Le chercheur fantôme, Robin Cousin, éditions FLBLB, 128 pages, 18 euros.

Théorie du chaos, étude des systèmes complexes, problème de complexité algorithmique. Dans Le chercheur fantôme, Robin Cousin n’a pas choisi la facilité pour son « thriller scientifique ». Un sujet né de rencontres avec un chercheur du CNRS, Stéphane Douady, qui lui a inspiré le personnage central de son album. Ce personnage, justement, vient d’intégrer la Fondation pour l’étude des systèmes complexes et dynamiques, un site accueillant en résidence vingt-quatre chercheurs, avec des moyens illimités mais des buts un peu mystérieux.

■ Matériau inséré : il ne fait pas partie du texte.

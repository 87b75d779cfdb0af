//! Recursive-descent body decoding

use std::collections::{BTreeMap, VecDeque};

use super::decode_one;
use crate::arch::{direct_target, InsnClass, InstructionSet};
use crate::{Address, BinaryImage, Insn};

/// Follow control flow from `entry`, collecting every reachable instruction.
///
/// Conditional targets inside the window are always followed. Unconditional
/// targets are followed when they point backwards into the body or no further
/// than the furthest conditional target seen, which keeps tail calls out.
/// Calls are never followed.
pub fn descend(isa: &dyn InstructionSet, image: &BinaryImage, entry: Address, max_size: u64) -> Vec<Insn> {
    let end = entry.saturating_add(max_size);
    let mut seen: BTreeMap<Address, Insn> = BTreeMap::new();
    let mut queue = VecDeque::new();
    let mut furthest_conditional = entry;

    queue.push_back(entry);

    while let Some(start) = queue.pop_front() {
        let mut at = start;
        while !seen.contains_key(&at) {
            let Some(insn) = decode_one(isa, image, at, end) else {
                break;
            };
            let class = isa.classify(&insn);
            let next = insn.end();
            let target = direct_target(&insn).filter(|t| *t >= entry && *t < end);

            match class {
                InsnClass::ConditionalJump(_) | InsnClass::CompareZeroAndBranch(_) => {
                    if let Some(target) = target {
                        furthest_conditional = furthest_conditional.max(target);
                        queue.push_back(target);
                    }
                }
                InsnClass::Jump => {
                    if let Some(target) = target.filter(|t| *t <= furthest_conditional || *t < at) {
                        queue.push_back(target);
                    }
                }
                _ => {}
            }

            seen.insert(at, insn);
            if class.ends_flow() {
                break;
            }
            at = next;
        }
    }

    log::trace!("0x{:x}: recursive descent reached {} instructions", entry, seen.len());
    seen.into_values().collect()
}

#[cfg(test)]
mod tests {
    use super::*;
    use crate::Architecture;

    #[test]
    fn test_simple_body() {
        // mov eax, 1; ret; int3
        let image = BinaryImage::raw(Architecture::X86_64, 0, &[0xb8, 1, 0, 0, 0, 0xc3, 0xcc]);
        let isa = Architecture::X86_64.backend().unwrap();
        let insns = descend(isa, &image, 0, 0x100);

        assert_eq!(insns.len(), 2);
        assert_eq!(insns[0].mnemonic, "mov");
        assert_eq!(insns[1].mnemonic, "ret");
    }

    #[test]
    fn test_skips_unreachable_padding() {
        // je +3; ret; int3; int3; xor eax, eax; ret
        let code = [0x74, 0x03, 0xc3, 0xcc, 0xcc, 0x31, 0xc0, 0xc3];
        let image = BinaryImage::raw(Architecture::X86_64, 0x2000, &code);
        let isa = Architecture::X86_64.backend().unwrap();
        let insns = descend(isa, &image, 0x2000, 0x100);

        let addrs: Vec<_> = insns.iter().map(|i| i.addr).collect();
        assert_eq!(addrs, vec![0x2000, 0x2002, 0x2005, 0x2007]);
    }

    #[test]
    fn test_backward_loop_terminates() {
        // loop: dec ecx; jne loop; ret
        let code = [0xff, 0xc9, 0x75, 0xfc, 0xc3];
        let image = BinaryImage::raw(Architecture::X86_64, 0x3000, &code);
        let isa = Architecture::X86_64.backend().unwrap();
        let insns = descend(isa, &image, 0x3000, 0x100);

        assert_eq!(insns.len(), 3);
    }
}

Le mystère s’accentue quand Stéphane (Douasy, au pseudo transparent donc), Louise et Wilhem, découvrent la présence d’un 4e chercheur inconnu résidant dans leur bâtiment et que ce chercheur mystérieux travaillait sur la résolution de l’équation « P=NP », un des « sept problèmes du millénaire » en maths modernes… Leur tentative de tirer au clair cette présence « fantôme » va aller de pair à une déliquescence de la fondation, glissant vers un fonctionnement chaotique… A moins, justement, que cela ne fasse aussi partie de l’expérience.